- EXERCISE OBJECTIVE
Please return, with no alterations, the lines below from the very first through the one that contains "#[derive(Debug, Default, Clone, PartialEq, Eq)]".

- RECORDS TO USE
- - -

//! Coordinator: owns the document, its index and the array keeper, and
//! serves discovery, classification and data requests.

use std::path::{Path, PathBuf};

use meshtree_common::{CollectionType, Document, DocumentError, Item, ItemKind};
use meshtree_io::{ArrayKeeper, DocumentParser, GenerationalKeeper, JsonDescription};

use crate::classify::{Classification, WholeExtent, classify};
use crate::config::ReaderConfig;
use crate::convert::{Converter, StandardConverter};
use crate::dataset::{Composite, CompositeKind, DataObject};
use crate::index::{HierarchyIndex, build_index};
use crate::materialize::{MaterializeRequest, materialize};
use crate::partition::Partition;
use crate::selection::{Category, SelectionIndex};
use crate::sil::HierarchyGraph;
use crate::warning::StructuralWarning;

#[derive(Debug, Default, Clone, PartialEq, Eq)]
pub struct ReaderStats {
    /// Completed document loads.
    pub discoveries: u64,
    /// Classifier runs (cached between loads).
    pub classifications: u64,
    pub materializations: u64,
    /// Advances whenever a new hierarchy graph is published.
    pub hierarchy_stamp: u64,
}

struct Loaded {
    document: Document,
    index: HierarchyIndex,
    classification: Option<Classification>,
}

pub struct Reader<
    P: DocumentParser = JsonDescription,
    K: ArrayKeeper = GenerationalKeeper,
    C: Converter = StandardConverter,
> {
    config: ReaderConfig,
    parser: P,
    keeper: K,
    converter: C,
    file_names: Vec<PathBuf>,
    as_time_series: bool,
    state: Option<Loaded>,
    stats: ReaderStats,
}

impl Reader {
    pub fn new(config: ReaderConfig) -> Self {
        Self::with_parts(
            config,
            JsonDescription::new(),
            GenerationalKeeper::new(),
            StandardConverter::new(),
        )
    }
}

impl Default for Reader {
    fn default() -> Self {
        Self::new(ReaderConfig::default())
    }
}

/// Greatest known time not above `t`, or the first time when `t` precedes
/// them all. `times` is sorted and non-empty.
fn snap_to_floor(times: &[f64], t: f64) -> f64 {
    let after = times.partition_point(|&x| x <= t);
    times[after.saturating_sub(1)]
}

fn whole_extent(shape: &DataObject) -> WholeExtent {
    match shape {
        DataObject::Image(image) => WholeExtent {
            extent: image.extent,
            origin: image.origin,
            spacing: image.spacing,
        },
        other => WholeExtent {
            extent: other.extent().unwrap_or(WholeExtent::default().extent),
            ..WholeExtent::default()
        },
    }
}

fn unwrap_single_block(object: DataObject) -> DataObject {
    match object {
        DataObject::Composite(c) if c.len() == 1 && c.get(0).is_some() => c
            .into_blocks()
            .into_iter()
            .flatten()
            .next()
            .unwrap_or_else(|| DataObject::Composite(Composite::new(CompositeKind::MultiBlock))),
        other => other,
    }
}

impl<P: DocumentParser, K: ArrayKeeper, C: Converter> Reader<P, K, C> {
    pub fn with_parts(config: ReaderConfig, parser: P, keeper: K, converter: C) -> Self {
        Self {
            config,
            parser,
            keeper,
            converter,
            file_names: Vec::new(),
            as_time_series: config.file_series_as_time,
            state: None,
            stats: ReaderStats::default(),
        }
    }

    pub fn config(&self) -> &ReaderConfig {
        &self.config
    }

    pub fn stats(&self) -> &ReaderStats {
        &self.stats
    }

    pub fn keeper(&self) -> &K {
        &self.keeper
    }

    pub fn file_names(&self) -> &[PathBuf] {
        &self.file_names
    }

    pub fn is_discovered(&self) -> bool {
        self.state.is_some()
    }

    /// Replace the file list; a different list drops the loaded document.
    pub fn set_file_names<T: AsRef<Path>>(&mut self, paths: &[T]) {
        let paths: Vec<PathBuf> = paths.iter().map(|p| p.as_ref().to_path_buf()).collect();
        if paths != self.file_names {
            self.reset();
            self.file_names = paths;
        }
    }

    /// Drop the document, its index and every cached array.
    pub fn reset(&mut self) {
        if self.state.take().is_some() {
            self.keeper.release(true);
        }
        self.file_names.clear();
    }

    /// Discover using the configured file-series interpretation.
    pub fn open<T: AsRef<Path>>(&mut self, paths: &[T]) -> Result<(), DocumentError> {
        self.discover(paths, self.config.file_series_as_time)
    }

    /// Parse and index `paths`. A repeated call with the same inputs is a
    /// no-op; a failed call leaves the previous state in place.
    pub fn discover<T: AsRef<Path>>(
        &mut self,
        paths: &[T],
        as_time_series: bool,
    ) -> Result<(), DocumentError> {
        let paths: Vec<PathBuf> = paths.iter().map(|p| p.as_ref().to_path_buf()).collect();
        if self.state.is_some() && paths == self.file_names && as_time_series == self.as_time_series
        {
            return Ok(());
        }

        let mut document = self.load(&paths, as_time_series)?;
        let index = build_index(&mut document, self.config.partition, self.config.limits);

        #[cfg(feature = "tracing")]
        tracing::debug!(
            files = paths.len(),
            blocks = index.selections.blocks.len(),
            times = index.times().len(),
            degraded = index.is_degraded(),
            "document discovered"
        );

        if self.state.is_some() {
            self.keeper.release(true);
        }
        self.file_names = paths;
        self.as_time_series = as_time_series;
        self.state = Some(Loaded {
            document,
            index,
            classification: None,
        });
        self.stats.discoveries += 1;
        self.stats.hierarchy_stamp += 1;
        Ok(())
    }

    fn read_one(&self, path: &Path) -> Result<Document, DocumentError> {
        if !self.parser.can_read(path) {
            return Err(DocumentError::NotFound {
                path: path.to_path_buf(),
            });
        }
        self.parser.read(path)
    }

    fn load(&self, paths: &[PathBuf], as_time_series: bool) -> Result<Document, DocumentError> {
        match paths {
            [] => Err(DocumentError::NoFileName),
            [single] => self.read_one(single),
            many => {
                let mut document = Document::new();
                let root = document.root();
                let collection_type = if as_time_series {
                    CollectionType::Temporal
                } else {
                    CollectionType::Spatial
                };
                let top = document.insert(root, Item::new("", ItemKind::collection(collection_type)))?;
                for path in many {
                    let part = self.read_one(path)?;
                    document.graft(part, top)?;
                }
                Ok(document)
            }
        }
    }

    /// Output shape of the loaded document, computed once per load.
    pub fn classify(&mut self) -> Result<&Classification, DocumentError> {
        let state = self.state.as_mut().ok_or(DocumentError::NotDiscovered)?;
        if state.classification.is_none() {
            let mut classification = classify(&state.document);
            if classification.shape.is_structured()
                && let Some(representative) = classification.representative
            {
                let shape =
                    self.converter
                        .copy_shape(&state.document, representative, &mut self.keeper)?;
                classification.extent = Some(whole_extent(&shape));
            }
            state.classification = Some(classification);
            self.stats.classifications += 1;
        }
        state
            .classification
            .as_ref()
            .ok_or(DocumentError::NotDiscovered)
    }

    pub fn document(&self) -> Option<&Document> {
        self.state.as_ref().map(|s| &s.document)
    }

    pub fn hierarchy_index(&self) -> Option<&HierarchyIndex> {
        self.state.as_ref().map(|s| &s.index)
    }

    pub fn hierarchy(&self) -> Option<&HierarchyGraph> {
        self.state.as_ref().map(|s| &s.index.hierarchy)
    }

    /// Distinct time values, ascending; empty before discovery.
    pub fn time_values(&self) -> &[f64] {
        self.state.as_ref().map(|s| s.index.times()).unwrap_or(&[])
    }

    pub fn warnings(&self) -> &[StructuralWarning] {
        self.state.as_ref().map(|s| s.index.warnings()).unwrap_or(&[])
    }

    pub fn selection(&self, category: Category) -> Option<&SelectionIndex> {
        self.state.as_ref().map(|s| s.index.selections.get(category))
    }

    pub fn selection_mut(&mut self, category: Category) -> Option<&mut SelectionIndex> {
        self.state
            .as_mut()
            .map(|s| s.index.selections.get_mut(category))
    }

    pub fn count(&self, category: Category) -> usize {
        self.selection(category).map_or(0, SelectionIndex::len)
    }

    pub fn name_at(&self, category: Category, index: usize) -> Option<&str> {
        self.selection(category)?.name_at(index)
    }

    pub fn is_enabled(&self, category: Category, name: &str) -> bool {
        self.selection(category)
            .is_some_and(|s| s.is_enabled(name))
    }

    pub fn set_enabled(&mut self, category: Category, name: &str, on: bool) {
        if let Some(selection) = self.selection_mut(category) {
            selection.set_enabled(name, on);
        }
    }

    /// Build the output for `partition` at `time` from the current
    /// selections.
    pub fn materialize(
        &mut self,
        partition: Partition,
        time: Option<f64>,
        as_time_series: bool,
    ) -> Result<DataObject, DocumentError> {
        self.classify()?;
        let state = self.state.as_ref().ok_or(DocumentError::NotDiscovered)?;
        // Arrays unused by the previous request go now.
        self.keeper.release(false);
        self.keeper.bump_generation();

        let times = state.index.times();
        let time = match time {
            Some(t) if !times.is_empty() => Some(if self.config.snap_time_to_floor {
                snap_to_floor(times, t)
            } else {
                t
            }),
            _ => None,
        };

        #[cfg(feature = "tracing")]
        tracing::debug!(
            rank = partition.rank,
            total = partition.total,
            time = ?time,
            "materializing"
        );

        let request = MaterializeRequest {
            selections: &state.index.selections,
            partition,
            time,
            as_time_series,
        };
        let root = state.document.root();
        let output = materialize(
            &state.document,
            root,
            &request,
            &self.converter,
            &mut self.keeper,
        )?;
        self.stats.materializations += 1;

        let output =
            output.unwrap_or_else(|| DataObject::Composite(Composite::new(CompositeKind::MultiBlock)));
        Ok(unwrap_single_block(output))
    }
}

impl<P: DocumentParser, K: ArrayKeeper, C: Converter> Drop for Reader<P, K, C> {
    fn drop(&mut self) {
        self.keeper.release(true);
    }
}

- - -

- SOLUTION TO THE EXERCISE
//! Coordinator: owns the document, its index and the array keeper, and
//! serves discovery, classification and data requests.

use std::path::{Path, PathBuf};

use meshtree_common::{CollectionType, Document, DocumentError, Item, ItemKind};
use meshtree_io::{ArrayKeeper, DocumentParser, GenerationalKeeper, JsonDescription};

use crate::classify::{Classification, WholeExtent, classify};
use crate::config::ReaderConfig;
use crate::convert::{Converter, StandardConverter};
use crate::dataset::{Composite, CompositeKind, DataObject};
use crate::index::{HierarchyIndex, build_index};
use crate::materialize::{MaterializeRequest, materialize};
use crate::partition::Partition;
use crate::selection::{Category, SelectionIndex};
use crate::sil::HierarchyGraph;
use crate::warning::StructuralWarning;

#[derive(Debug, Default, Clone, PartialEq, Eq)]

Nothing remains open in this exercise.